→ The problem:
Reproduce exactly, from the line containing "pub mod commands;", every line down to the end of the data below.

Stored data entries:

// SPDX-License-Identifier: MPL-2.0

use chrono::{DateTime, Utc};

#[derive(Debug, Clone, Copy, PartialEq, Eq, PartialOrd, Ord, Hash)]
pub struct UserId(pub i32);

#[derive(Debug, Clone, Copy, PartialEq, Eq, PartialOrd, Ord, Hash)]
pub struct TaskId(pub i32);

#[derive(Debug, Clone, Copy, PartialEq, Eq, PartialOrd, Ord, Hash)]
pub struct SubtaskId(pub i32);

#[derive(Debug, Clone, Copy, PartialEq, Eq, PartialOrd, Ord, Hash)]
pub struct EntryId(pub i32);

#[derive(Debug, Clone, PartialEq)]
pub struct User {
    pub id: UserId,
    pub email: String,
    pub created_at: DateTime<Utc>,
}

#[derive(Debug, Clone, PartialEq)]
pub struct Task {
    pub id: TaskId,
    pub user_id: UserId,
    pub title: String,
    pub created_at: DateTime<Utc>,
    pub completed_at: Option<DateTime<Utc>>,
}

impl Task {
    pub fn is_active(&self) -> bool {
        self.completed_at.is_none()
    }
}

#[derive(Debug, Clone, PartialEq)]
pub struct Subtask {
    pub id: SubtaskId,
    pub user_id: UserId,
    pub task_id: TaskId,
    pub title: String,
    pub created_at: DateTime<Utc>,
    pub completed_at: Option<DateTime<Utc>>,
}

impl Subtask {
    pub fn is_complete(&self) -> bool {
        self.completed_at.is_some()
    }
}

/// A single focus session, as saved once the timer has been stopped and
/// committed.
#[derive(Debug, Clone, PartialEq)]
pub struct Entry {
    pub id: EntryId,
    pub user_id: UserId,
    pub started_at: DateTime<Utc>,
    pub ended_at: DateTime<Utc>,
    pub note: String,
}

impl Entry {
    /// Whole seconds between start and end, rounded to the nearest second.
    pub fn duration_seconds(&self) -> i64 {
        rounded_seconds(self.started_at, self.ended_at)
    }
}

/// Records that an entry completed a task, or one subtask of that task.
#[derive(Debug, Clone, Copy, PartialEq, Eq, PartialOrd, Ord)]
pub struct Link {
    pub entry_id: EntryId,
    pub task_id: TaskId,
    pub subtask_id: Option<SubtaskId>,
}

pub fn rounded_seconds(start: DateTime<Utc>, end: DateTime<Utc>) -> i64 {
    let millis = (end - start).num_milliseconds();
    // round half away from zero, same as rounding the millisecond count / 1000
    (millis as f64 / 1000.0).round() as i64
}
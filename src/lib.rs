// SPDX-License-Identifier: MPL-2.0

pub mod activity;
pub mod auth;
pub mod board;
pub mod commands;
pub mod config;
pub mod format;
pub mod guard;
pub mod heatmap;
pub mod history;
pub mod ids;
pub mod model;
pub mod parse;
pub mod print;
pub mod reconcile;
pub mod recorder;
pub mod store;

→ Answer:
pub mod commands;
pub mod config;
pub mod format;
pub mod guard;
pub mod heatmap;
pub mod history;
pub mod ids;
pub mod model;
pub mod parse;
pub mod print;
pub mod reconcile;
pub mod recorder;
pub mod store;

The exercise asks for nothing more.